Amateur aviators met at Gympie Aero Club's Kybong hangar yesterday to discuss raw land rents which they say exceed the cost of shopping space in the Gympie CBD, despite a lack of electricity, water or sewerage services.
"It's blackmail," one home-built aircraft owner said yesterday of council plans to charge him $3000 a year, or about $17 a sq.m, for a patch of raw unserviced ground, on which he has built his own steel shed hangar.
Another said that shop owners in Gympie CBD were flat out charging $11 a sq.m, when they had "provided the concrete and the steel and the car parks, electricity, water supply and sewerage".
However, council Works and Services Committee chairman Larry Friske yesterday described the issue as "a storm in a tea cup" and hinted at a compromise.
"IT'S blackmail," one airport tenant said of council rent hike plans.
"They know we have a problem dismantling and shifting our sheds, so they've got us," he said.
But Cr Friske said the flyers would find it was not as bad as that.
"We've just had a meeting with hangar owners and we're entering into negotiations," he said.
Before the 3pm meeting with council, flyers gathered at the airport to express their concerns at rental rates, which they say are out of all proportion to any comparable regional airport.

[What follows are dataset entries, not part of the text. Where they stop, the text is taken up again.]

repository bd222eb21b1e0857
//! Domain entities - the core business objects.

mod category;
mod comment;
mod comment_tree;
mod post;

pub use category::Category;
pub use comment::Comment;
pub use comment_tree::{CommentThread, build_tree};
pub use post::{Post, PostWithCategories};
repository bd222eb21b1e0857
//! Post handlers - listing, reading, authoring, publishing.

use actix_web::{HttpResponse, web};
use uuid::Uuid;

use quill_shared::ApiResponse;
use quill_shared::dto::{
    CreatePostRequest, ListPostsQuery, SaveDraftRequest, SearchQuery, TogglePublishRequest,
    UpdatePostRequest,
};

use crate::middleware::error::{AppError, AppResult};
use crate::state::AppState;

const MAX_TITLE_CHARS: usize = 255;
const MAX_PAGE_SIZE: u64 = 100;

/// GET /api/posts?published=&limit=&offset=
pub async fn list_posts(
    state: web::Data<AppState>,
    query: web::Query<ListPostsQuery>,
) -> AppResult<HttpResponse> {
    let query = query.into_inner();

    if let Some(limit) = query.limit {
        if !(1..=MAX_PAGE_SIZE).contains(&limit) {
            return Err(AppError::Validation(vec![format!(
                "limit must be between 1 and {MAX_PAGE_SIZE}"
            )]));
        }
    }

    let posts = state.posts.list(query).await?;
    Ok(HttpResponse::Ok().json(posts))
}

/// GET /api/posts/{id}
pub async fn get_post(
    state: web::Data<AppState>,
    path: web::Path<Uuid>,
) -> AppResult<HttpResponse> {
    let post = state.posts.get_by_id(path.into_inner()).await?;
    Ok(HttpResponse::Ok().json(post))
}

/// GET /api/posts/slug/{slug}
pub async fn get_post_by_slug(
    state: web::Data<AppState>,
    path: web::Path<String>,
) -> AppResult<HttpResponse> {
    let post = state.posts.get_by_slug(&path.into_inner()).await?;
    Ok(HttpResponse::Ok().json(post))
}

/// POST /api/posts
pub async fn create_post(
    state: web::Data<AppState>,
    body: web::Json<CreatePostRequest>,
) -> AppResult<HttpResponse> {
    let req = body.into_inner();

    let mut errors = Vec::new();
    validate_title(&req.title, &mut errors);
    if req.content.trim().is_empty() {
        errors.push("content must not be empty".to_owned());
    }
    if !errors.is_empty() {
        return Err(AppError::Validation(errors));
    }

    let created = state.posts.create(req).await?;
    Ok(HttpResponse::Created().json(ApiResponse::ok(created)))
}

/// PUT /api/posts/{id}
pub async fn update_post(
    state: web::Data<AppState>,
    path: web::Path<Uuid>,
    body: web::Json<UpdatePostRequest>,
) -> AppResult<HttpResponse> {
    let req = body.into_inner();

    let mut errors = Vec::new();
    if let Some(title) = &req.title {
        validate_title(title, &mut errors);
    }
    if let Some(content) = &req.content {
        if content.trim().is_empty() {
            errors.push("content must not be empty".to_owned());
        }
    }
    if !errors.is_empty() {
        return Err(AppError::Validation(errors));
    }

    let post = state.posts.update(path.into_inner(), req).await?;
    Ok(HttpResponse::Ok().json(ApiResponse::ok(post)))
}

/// DELETE /api/posts/{id}
pub async fn delete_post(
    state: web::Data<AppState>,
    path: web::Path<Uuid>,
) -> AppResult<HttpResponse> {
    state.posts.delete(path.into_inner()).await?;
    Ok(HttpResponse::Ok().json(ApiResponse::ok_with_message((), "Post deleted")))
}

/// POST /api/posts/drafts
pub async fn save_draft(
    state: web::Data<AppState>,
    body: web::Json<SaveDraftRequest>,
) -> AppResult<HttpResponse> {
    let req = body.into_inner();

    // Autosaved drafts may have an empty body, but never an empty title.
    let mut errors = Vec::new();
    validate_title(&req.title, &mut errors);
    if !errors.is_empty() {
        return Err(AppError::Validation(errors));
    }

    let saved = state.posts.save_draft(req).await?;
    Ok(HttpResponse::Ok().json(ApiResponse::ok(saved)))
}

/// GET /api/posts/search?q=&limit=
pub async fn search_posts(
    state: web::Data<AppState>,
    query: web::Query<SearchQuery>,
) -> AppResult<HttpResponse> {
    let query = query.into_inner();

    let mut errors = Vec::new();
    if query.q.trim().is_empty() {
        errors.push("q must not be empty".to_owned());
    }
    if let Some(limit) = query.limit {
        if !(1..=MAX_PAGE_SIZE).contains(&limit) {
            errors.push(format!("limit must be between 1 and {MAX_PAGE_SIZE}"));
        }
    }
    if !errors.is_empty() {
        return Err(AppError::Validation(errors));
    }

    let results = state.posts.search(query.q.trim(), query.limit).await?;
    Ok(HttpResponse::Ok().json(results))
}

/// POST /api/posts/{id}/like
pub async fn like_post(
    state: web::Data<AppState>,
    path: web::Path<Uuid>,
) -> AppResult<HttpResponse> {
    state.posts.like(path.into_inner()).await?;
    Ok(HttpResponse::Ok().json(ApiResponse::ok(())))
}

/// POST /api/posts/{id}/publish
pub async fn toggle_publish(
    state: web::Data<AppState>,
    path: web::Path<Uuid>,
    body: web::Json<TogglePublishRequest>,
) -> AppResult<HttpResponse> {
    let post = state
        .posts
        .toggle_publish(path.into_inner(), body.published)
        .await?;
    Ok(HttpResponse::Ok().json(ApiResponse::ok(post)))
}

fn validate_title(title: &str, errors: &mut Vec<String>) {
    if title.trim().is_empty() {
        errors.push("title must not be empty".to_owned());
    } else if title.chars().count() > MAX_TITLE_CHARS {
        errors.push(format!("title must be at most {MAX_TITLE_CHARS} characters"));
    }
}
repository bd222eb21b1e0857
//! # Quill API Server
//!
//! The main entry point for the Actix-web HTTP server.

use actix_web::{App, HttpServer, web};
use tracing_actix_web::TracingLogger;

mod config;
mod handlers;
mod middleware;
mod services;
mod state;
mod telemetry;

use config::AppConfig;
use state::AppState;
use telemetry::TelemetryConfig;

#[actix_web::main]
async fn main() -> std::io::Result<()> {
    // Load .env file if present
    dotenvy::dotenv().ok();

    telemetry::init_telemetry(&TelemetryConfig::from_env());

    let config = AppConfig::from_env();

    tracing::info!(
        "Starting Quill API Server on {}:{}",
        config.host,
        config.port
    );

    // Build application state
    let state = AppState::new(config.database.as_ref()).await;
    let server_state = state.clone();

    // Start HTTP server
    HttpServer::new(move || {
        App::new()
            .wrap(TracingLogger::default())
            .app_data(web::Data::new(server_state.clone()))
            .configure(handlers::configure_routes)
    })
    .bind((config.host.as_str(), config.port))?
    .run()
    .await?;

    // Pool shutdown is owned by the host, not by ambient signal handlers.
    state.shutdown().await;

    Ok(())
}
//! # Quill Infrastructure
//!
//! Concrete implementations of the ports defined in `quill-core`.
//! This crate contains the SeaORM persistence layer and the in-memory
//! fallback repositories.
//!
//! ## Feature Flags
//!
//! - `full` (default) - All features enabled
//! - `minimal` - No external dependencies, in-memory only
//! - `postgres` - PostgreSQL support via SeaORM

pub mod database;

pub use database::memory::InMemoryStore;
pub use database::{DatabaseConfig, DatabaseConnections};

#[cfg(feature = "postgres")]
pub use database::postgres::{
    PostgresCategoryRepository, PostgresCommentRepository, PostgresPostRepository,
};
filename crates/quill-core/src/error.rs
//! Domain-level error types.

use thiserror::Error;

/// Domain errors - business logic failures.
#[derive(Debug, Error)]
pub enum DomainError {
    #[error("{entity} not found: {key}")]
    NotFound { entity: &'static str, key: String },

    #[error("Validation failed: {0}")]
    Validation(String),

    #[error("Duplicate entity: {0}")]
    Duplicate(String),

    #[error("Internal error: {0}")]
    Internal(String),
}

impl DomainError {
    pub fn not_found(entity: &'static str, key: impl ToString) -> Self {
        Self::NotFound {
            entity,
            key: key.to_string(),
        }
    }
}

/// Repository-level errors.
#[derive(Debug, Error)]
pub enum RepoError {
    #[error("Database connection failed: {0}")]
    Connection(String),

    #[error("Query execution failed: {0}")]
    Query(String),

    #[error("Entity not found")]
    NotFound,

    #[error("Constraint violation: {0}")]
    Constraint(String),
}

impl From<RepoError> for DomainError {
    fn from(err: RepoError) -> Self {
        match err {
            // Services translate this to a keyed NotFound where they can;
            // this fallback covers rows that vanish between check and write.
            RepoError::NotFound => DomainError::not_found("record", "unknown"),
            RepoError::Constraint(msg) => DomainError::Duplicate(msg),
            RepoError::Connection(msg) | RepoError::Query(msg) => DomainError::Internal(msg),
        }
    }
}
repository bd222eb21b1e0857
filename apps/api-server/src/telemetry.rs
//! Telemetry initialization - tracing setup.

use tracing_subscriber::{EnvFilter, layer::SubscriberExt, util::SubscriberInitExt};

/// Telemetry configuration.
#[derive(Debug, Clone)]
pub struct TelemetryConfig {
    /// Enable JSON logging (for production).
    pub json_logs: bool,
    /// Service name for tracing.
    pub service_name: String,
}

impl Default for TelemetryConfig {
    fn default() -> Self {
        Self {
            json_logs: false,
            service_name: "quill-api".to_string(),
        }
    }
}

impl TelemetryConfig {
    /// Load configuration from environment variables.
    pub fn from_env() -> Self {
        Self {
            json_logs: std::env::var("LOG_FORMAT")
                .map(|v| v.to_lowercase() == "json")
                .unwrap_or(false),
            service_name: std::env::var("SERVICE_NAME")
                .unwrap_or_else(|_| "quill-api".to_string()),
        }
    }
}

/// Initialize the tracing subscriber.
pub fn init_telemetry(config: &TelemetryConfig) {
    let env_filter = EnvFilter::try_from_default_env()
        .unwrap_or_else(|_| EnvFilter::new("info,api_server=debug,quill_infra=debug"));

    if config.json_logs {
        tracing_subscriber::registry()
            .with(env_filter)
            .with(tracing_subscriber::fmt::layer().json())
            .init();
    } else {
        tracing_subscriber::registry()
            .with(env_filter)
            .with(tracing_subscriber::fmt::layer().pretty())
            .init();
    }

    tracing::info!(
        service = %config.service_name,
        json_logs = config.json_logs,
        "Telemetry initialized"
    );
}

"They're comparing us with Maroochydore, which is a major airport with security and a wide, well-maintained runway.
"There isn't really anything to compare with Gympie aerodrome, because the others are all better serviced.
"Gympie is really just a landing strip.
"They want to charge 10 times what it costs at Kingaroy, where they have much better facilities and a runway without a hump in the middle of it.

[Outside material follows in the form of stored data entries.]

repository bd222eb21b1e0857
//! Category handlers.

use actix_web::{HttpResponse, web};
use uuid::Uuid;

use quill_shared::ApiResponse;
use quill_shared::dto::{CreateCategoryRequest, UpdateCategoryRequest};

use crate::middleware::error::{AppError, AppResult};
use crate::state::AppState;

const MAX_NAME_CHARS: usize = 100;
const MAX_DESCRIPTION_CHARS: usize = 500;

/// GET /api/categories
pub async fn list_categories(state: web::Data<AppState>) -> AppResult<HttpResponse> {
    let categories = state.categories.list().await?;
    Ok(HttpResponse::Ok().json(categories))
}

/// GET /api/categories/{id}
pub async fn get_category(
    state: web::Data<AppState>,
    path: web::Path<Uuid>,
) -> AppResult<HttpResponse> {
    let category = state.categories.get_by_id(path.into_inner()).await?;
    Ok(HttpResponse::Ok().json(category))
}

/// POST /api/categories
pub async fn create_category(
    state: web::Data<AppState>,
    body: web::Json<CreateCategoryRequest>,
) -> AppResult<HttpResponse> {
    let req = body.into_inner();

    let mut errors = Vec::new();
    validate_name(&req.name, &mut errors);
    validate_description(req.description.as_deref(), &mut errors);
    if !errors.is_empty() {
        return Err(AppError::Validation(errors));
    }

    let created = state.categories.create(req).await?;
    Ok(HttpResponse::Created().json(ApiResponse::ok(created)))
}

/// PUT /api/categories/{id}
pub async fn update_category(
    state: web::Data<AppState>,
    path: web::Path<Uuid>,
    body: web::Json<UpdateCategoryRequest>,
) -> AppResult<HttpResponse> {
    let req = body.into_inner();

    let mut errors = Vec::new();
    if let Some(name) = &req.name {
        validate_name(name, &mut errors);
    }
    validate_description(req.description.as_deref(), &mut errors);
    if !errors.is_empty() {
        return Err(AppError::Validation(errors));
    }

    let updated = state.categories.update(path.into_inner(), req).await?;
    Ok(HttpResponse::Ok().json(ApiResponse::ok(updated)))
}

/// DELETE /api/categories/{id}
pub async fn delete_category(
    state: web::Data<AppState>,
    path: web::Path<Uuid>,
) -> AppResult<HttpResponse> {
    state.categories.delete(path.into_inner()).await?;
    Ok(HttpResponse::Ok().json(ApiResponse::ok_with_message((), "Category deleted")))
}

fn validate_name(name: &str, errors: &mut Vec<String>) {
    if name.trim().is_empty() {
        errors.push("name must not be empty".to_owned());
    } else if name.chars().count() > MAX_NAME_CHARS {
        errors.push(format!("name must be at most {MAX_NAME_CHARS} characters"));
    }
}

fn validate_description(description: Option<&str>, errors: &mut Vec<String>) {
    if let Some(description) = description {
        if description.chars().count() > MAX_DESCRIPTION_CHARS {
            errors.push(format!(
                "description must be at most {MAX_DESCRIPTION_CHARS} characters"
            ));
        }
    }
}
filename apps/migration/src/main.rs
//! Migration CLI for the blog schema.

use sea_orm_migration::prelude::*;

#[tokio::main]
async fn main() {
    dotenvy::dotenv().ok();

    tracing_subscriber::fmt()
        .with_env_filter("info")
        .init();

    cli::run_cli(migration::Migrator).await;
}
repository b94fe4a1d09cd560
//! Capability-based access control extractors.
//!
//! [`Require<C>`] wraps [`AuthUser`] and rejects requests whose role does not
//! grant `C`'s capability. Use these in route handlers to enforce
//! authorization at the type level.

use std::marker::PhantomData;

use axum::extract::FromRequestParts;
use axum::http::request::Parts;
use studio_core::roles::Capability;

use super::auth::AuthUser;
use crate::error::AppError;
use crate::state::AppState;

/// Type-level name of a [`Capability`].
pub trait Requirement: Send + Sync + 'static {
    const CAPABILITY: Capability;
}

/// Edit site content (services, about, team, portfolio).
pub struct ManageContent;

impl Requirement for ManageContent {
    const CAPABILITY: Capability = Capability::ManageContent;
}

/// Read contact messages and moderate testimonials.
pub struct ModerateSubmissions;

impl Requirement for ModerateSubmissions {
    const CAPABILITY: Capability = Capability::ModerateSubmissions;
}

/// Upload media files.
pub struct UploadMedia;

impl Requirement for UploadMedia {
    const CAPABILITY: Capability = Capability::UploadMedia;
}

/// Requires an authenticated user holding `C`'s capability.
/// Rejects with 401 without a valid token, 403 without the capability.
///
/// ```ignore
/// async fn edit(Require(user, ..): Require<ManageContent>) -> AppResult<Json<()>> {
///     Ok(Json(()))
/// }
/// ```
pub struct Require<C: Requirement>(pub AuthUser, pub PhantomData<C>);

impl<C: Requirement> FromRequestParts<AppState> for Require<C> {
    type Rejection = AppError;

    async fn from_request_parts(
        parts: &mut Parts,
        state: &AppState,
    ) -> Result<Self, Self::Rejection> {
        let user = AuthUser::from_request_parts(parts, state).await?;
        user.require(C::CAPABILITY)?;
        Ok(Require(user, PhantomData))
    }
}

"They only charge $1.50 to $2 a sq.m," he said.
"They are also apparently comparing us with Hervey Bay and Bundaberg, but they have security and services.
"We have commercial hangars here where the council won't let them operate commercially, because they don't have electricity."
One pilot said council had not even come out to oil the windsock bearings, meaning the important safety device could not turn around to indicate wind direction.
The taxi way had potholes which could cost an aircraft an expensive propeller and engine rebuild if the prop hit the ground, the toilets had not been cleaned in years and pilots had received nothing in return for thousands of dollars they had paid to council in return for connecting electricity.